The End of curl’s Bug Bounty Program

curl, the popular command-line utility and library, has decided to terminate its HackerOne security bug bounty program due to an influx of low-quality AI-generated vulnerability reports. The decision was revealed in a pending commit to curl’s BUG-BOUNTY.md documentation, which removes all references to the program.

The upcoming update states, “Up until the end of January 2026 there was a curl bug bounty. It is no more. The curl project no longer offers any rewards for reported bugs or vulnerabilities.”

curl, used for transferring data over various protocols, has been offering cash rewards for security vulnerabilities through HackerOne and the Internet Bug Bounty since 2019. However, Daniel Stenberg, curl’s founder, and lead developer, has cited a significant increase in low-effort and invalid reports, many of which are suspected to be AI-generated.

Stenberg expressed concerns about the growing trend of AI slop, which refers to low-quality, AI-generated content that lacks substance. He mentioned that the influx of these reports has strained the curl security team, leading to the decision to withdraw from the bug bounty program.

Despite the potential for continued junk reports, Stenberg emphasized the need to prioritize the project’s sustainability and the mental well-being of its developers. The transition from HackerOne to an internal submission process will be gradual, with the project ceasing to accept new HackerOne submissions starting February 1, 2026.
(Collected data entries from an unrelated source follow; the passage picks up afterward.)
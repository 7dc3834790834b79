//! Sorted merge join.

use std::cmp::Ordering;

use quarry_common::{QuarryError, QuarryResult};

use super::{EquiJoinKeys, GrowableBitSet, JoinInputs, JoinPredicate, JoinSide};
use crate::batch::{
    load_failed, not_positioned_error, BatchIterator, BoxedBatchIterator, IteratorState,
    LoadFuture,
};
use crate::breaker::RowAccounting;
use crate::row::{extract_key, CombinedRow, OwnedRow, Row};
use crate::value::Value;

#[derive(Debug, Clone, Copy, PartialEq, Eq)]
enum MergeState {
    Start,
    AdvanceOuter,
    /// Reading the next inner row into the lookahead.
    AdvanceInner,
    Compare,
    /// Collecting inner rows equal to `run_key`.
    FillRun,
    /// Emitting the current outer row with run rows from `next`.
    EmitRun {
        next: usize,
    },
    Exhausted,
}

/// Merges two inputs sorted ascending on the equality keys.
///
/// Inner rows sharing a key are buffered as one run; every outer row with
/// that key is paired with the whole run before the next outer row is read,
/// so output is in key order and outer-major within a key. Rows with a NULL
/// key are skipped. Inputs that are not sorted produce an incomplete result.
pub struct SortedMergeJoinBatchIterator {
    inputs: JoinInputs,
    outer_keys: Vec<usize>,
    inner_keys: Vec<usize>,
    residual: JoinPredicate,
    outer_key: Vec<Value>,
    /// Number of outer rows read so far.
    outer_position: usize,
    lookahead: OwnedRow,
    lookahead_key: Vec<Value>,
    has_lookahead: bool,
    run: Vec<OwnedRow>,
    run_key: Option<Vec<Value>>,
    loop_state: MergeState,
    combined: CombinedRow,
    accounting: Box<dyn RowAccounting>,
    matched_outer: GrowableBitSet,
    positioned: bool,
    state: IteratorState,
}

impl SortedMergeJoinBatchIterator {
    /// Creates the join.
    pub fn new(
        outer: BoxedBatchIterator,
        inner: BoxedBatchIterator,
        keys: EquiJoinKeys,
        accounting: Box<dyn RowAccounting>,
    ) -> Self {
        Self {
            inputs: JoinInputs::new(outer, inner),
            outer_keys: keys.outer,
            inner_keys: keys.inner,
            residual: keys.residual,
            outer_key: Vec::new(),
            outer_position: 0,
            lookahead: OwnedRow::default(),
            lookahead_key: Vec::new(),
            has_lookahead: false,
            run: Vec::new(),
            run_key: None,
            loop_state: MergeState::Start,
            combined: CombinedRow::new(),
            accounting,
            matched_outer: GrowableBitSet::new(),
            positioned: false,
            state: IteratorState::new(),
        }
    }

    /// Outer rows, by position, that matched at least one inner row so far.
    pub fn matched_outer(&self) -> &GrowableBitSet {
        &self.matched_outer
    }

    fn clear_run(&mut self) {
        self.run.clear();
        self.run_key = None;
        self.accounting.release();
    }

    fn finish(&mut self) -> QuarryResult<bool> {
        self.clear_run();
        self.has_lookahead = false;
        self.loop_state = MergeState::Exhausted;
        self.inputs.exhausted = true;
        Ok(false)
    }

    fn reset(&mut self) {
        self.run = Vec::new();
        self.run_key = None;
        self.accounting.release();
        self.has_lookahead = false;
        self.positioned = false;
    }
}

impl BatchIterator for SortedMergeJoinBatchIterator {
    fn move_next(&mut self) -> QuarryResult<bool> {
        self.state.ensure_open()?;
        self.positioned = false;
        loop {
            match self.loop_state {
                MergeState::Start => {
                    if self.inputs.known_empty() {
                        return self.finish();
                    }
                    self.loop_state = MergeState::AdvanceOuter;
                }
                MergeState::AdvanceOuter => match self.inputs.advance(JoinSide::Outer)? {
                    None => return Ok(false),
                    Some(false) => return self.finish(),
                    Some(true) => {
                        self.outer_position += 1;
                        let row = self.inputs.outer.current_element()?;
                        let Some(key) = extract_key(row, &self.outer_keys) else {
                            continue;
                        };
                        self.combined.set_outer(row);
                        if self.run_key.as_ref() == Some(&key) {
                            self.loop_state = MergeState::EmitRun { next: 0 };
                            continue;
                        }
                        self.outer_key = key;
                        if !self.run.is_empty() {
                            self.clear_run();
                        }
                        self.loop_state = if self.has_lookahead {
                            MergeState::Compare
                        } else {
                            MergeState::AdvanceInner
                        };
                    }
                },
                MergeState::AdvanceInner => match self.inputs.advance(JoinSide::Inner)? {
                    None => return Ok(false),
                    // no inner row left to match any later outer row
                    Some(false) => return self.finish(),
                    Some(true) => {
                        let row = self.inputs.inner.current_element()?;
                        let Some(key) = extract_key(row, &self.inner_keys) else {
                            continue;
                        };
                        self.lookahead.copy_from(row);
                        self.lookahead_key = key;
                        self.has_lookahead = true;
                        self.loop_state = MergeState::Compare;
                    }
                },
                MergeState::Compare => match self.outer_key.cmp(&self.lookahead_key) {
                    Ordering::Less => self.loop_state = MergeState::AdvanceOuter,
                    Ordering::Greater => {
                        self.has_lookahead = false;
                        self.loop_state = MergeState::AdvanceInner;
                    }
                    Ordering::Equal => {
                        self.accounting.account_for_and_maybe_break(&self.lookahead)?;
                        self.has_lookahead = false;
                        self.run.push(std::mem::take(&mut self.lookahead));
                        self.run_key = Some(std::mem::take(&mut self.lookahead_key));
                        self.loop_state = MergeState::FillRun;
                    }
                },
                MergeState::FillRun => match self.inputs.advance(JoinSide::Inner)? {
                    None => return Ok(false),
                    Some(false) => self.loop_state = MergeState::EmitRun { next: 0 },
                    Some(true) => {
                        let row = self.inputs.inner.current_element()?;
                        let Some(key) = extract_key(row, &self.inner_keys) else {
                            continue;
                        };
                        if self.run_key.as_ref() == Some(&key) {
                            self.accounting.account_for_and_maybe_break(row)?;
                            self.run.push(row.to_owned_row());
                        } else {
                            self.lookahead.copy_from(row);
                            self.lookahead_key = key;
                            self.has_lookahead = true;
                            self.loop_state = MergeState::EmitRun { next: 0 };
                        }
                    }
                },
                MergeState::EmitRun { next } => {
                    let mut idx = next;
                    while idx < self.run.len() {
                        let inner = &self.run[idx];
                        idx += 1;
                        if self.residual.matches(self.combined.outer(), inner)? {
                            self.combined.set_inner(inner);
                            self.matched_outer.set(self.outer_position - 1);
                            self.loop_state = MergeState::EmitRun { next: idx };
                            self.positioned = true;
                            return Ok(true);
                        }
                    }
                    self.loop_state = MergeState::AdvanceOuter;
                }
                MergeState::Exhausted => return Ok(false),
            }
        }
    }

    fn current_element(&self) -> QuarryResult<&dyn Row> {
        if !self.positioned {
            return Err(not_positioned_error());
        }
        Ok(&self.combined)
    }

    fn move_to_start(&mut self) -> QuarryResult<()> {
        self.state.ensure_open()?;
        self.inputs.move_to_start()?;
        self.reset();
        self.outer_position = 0;
        self.loop_state = MergeState::Start;
        self.matched_outer.clear();
        Ok(())
    }

    fn all_loaded(&self) -> bool {
        self.inputs.all_loaded()
    }

    fn load_next_batch(&mut self) -> LoadFuture {
        match self.state.ensure_open() {
            Ok(()) => self.inputs.load_next_batch(),
            Err(e) => load_failed(e),
        }
    }

    fn close(&mut self) {
        if self.state.close() {
            self.reset();
            self.inputs.close();
        }
    }

    fn kill(&mut self, cause: QuarryError) {
        if self.state.kill(cause.clone()) {
            self.reset();
            self.inputs.kill(cause);
        }
    }
}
Stenberg also highlighted the project’s updated security.txt file, which now states that no monetary compensation will be provided for reported vulnerabilities. It also warns that submitters of low-quality reports will face public ridicule and potential bans.

For those interested in learning more about this change, Stenberg plans to publish a blog post providing additional details in the coming week.

Transition to Internal Submission Process

The switch from HackerOne’s bug bounty program to an internal submission process will happen in stages. The project will continue to accept HackerOne submissions until January 31, 2026. Any ongoing reports at that time will be processed accordingly. Starting February 1, 2026, new submissions will no longer be accepted through HackerOne, and researchers will be directed to report security issues directly through GitHub.

Impact of AI Slop on curl

Stenberg has expressed concerns about the rise in AI-generated low-quality reports affecting the curl project. The decision to end the bug bounty program is aimed at reducing the strain on the security team caused by the influx of such reports.

He shared examples of what he considers AI slop reports and noted a significant increase in security submissions compared to other open-source projects. Stenberg emphasized the need to address the issue to maintain the project’s integrity and sustainability.

For developers and security researchers, this shift signifies a change in how security vulnerabilities in curl are reported and managed. The project’s updated security policy reflects a more stringent approach to handling vulnerability reports and emphasizes the importance of quality submissions.

Looking Ahead

As curl transitions to an internal submission process, it signals a new chapter in the project’s approach to security. By ending the bug bounty program, the project aims to streamline the reporting process and focus on addressing legitimate security concerns effectively.

Stenberg’s decision to prioritize the project’s long-term viability and the well-being of its contributors underscores the commitment to maintaining curl’s reputation as a reliable and secure tool for data transfer.

For those interested in staying informed about the latest developments regarding curl’s security measures, Stenberg’s upcoming blog post promises to provide further insights into the rationale behind the decision and the future direction of the project.